I need to use sed to convert all occurences of ##XXX## to ${XXX}. X could be any alphabetic character or '_'. I know that I need to use something like:
's/##/\${/g'
But of course that won't work properly, as it will convert ##FOO## to ${FOO${
Here's a shot at a better replacement regex:
's/##\([a-zA-Z_]\+\)##/${\1}/g'
Or if you assume exactly three characters :
's/##\([a-zA-Z_]\{3\}\)##/${\1}/g'
Encapsulate the alpha and '_' within '\(' and '\)' and then in the right side reference that with '\1'.
'+' to match one or more alpha and '_' (in case you see ####).
Add the 'g' option to the end to replace all matches (which I'm guessing is what you want to do in this case).
's/##\([a-zA-Z_]\+\)##/${\1}/g'
Use this:
s/##\([^#]*\)##/${\1}/
BTW, there is no need to escape $ in the right side of the "s" operator.
sed 's/##\([a-zA-Z_][a-zA-Z_][a-zA-Z_]\)##/${\1}/'
The \(...\) remembers...and is referenced as \1 in the expansion.
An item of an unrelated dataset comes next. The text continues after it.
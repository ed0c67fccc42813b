pub mod result_view;
pub mod tuning_controls;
Use single quotes to save your sanity.
As noted in the comments below this, this can also be contracted to:
sed 's/##\([a-zA-Z_]\{3\}\)##/${\1}/'
This answer assumes that the example wanted exactly three characters matched. There are multiple variations depending on what is in between the hash marks. The key part is remembering part of the matched string.
echo "##foo##" | sed 's/##/${/;s//}/'
s change only 1 occurence by default
s//take last search pattern used so second s take also ## and only the second occurence still exist
echo '##XXX##' | sed "s/^##\([^#]*\)/##$\{\1\}/g"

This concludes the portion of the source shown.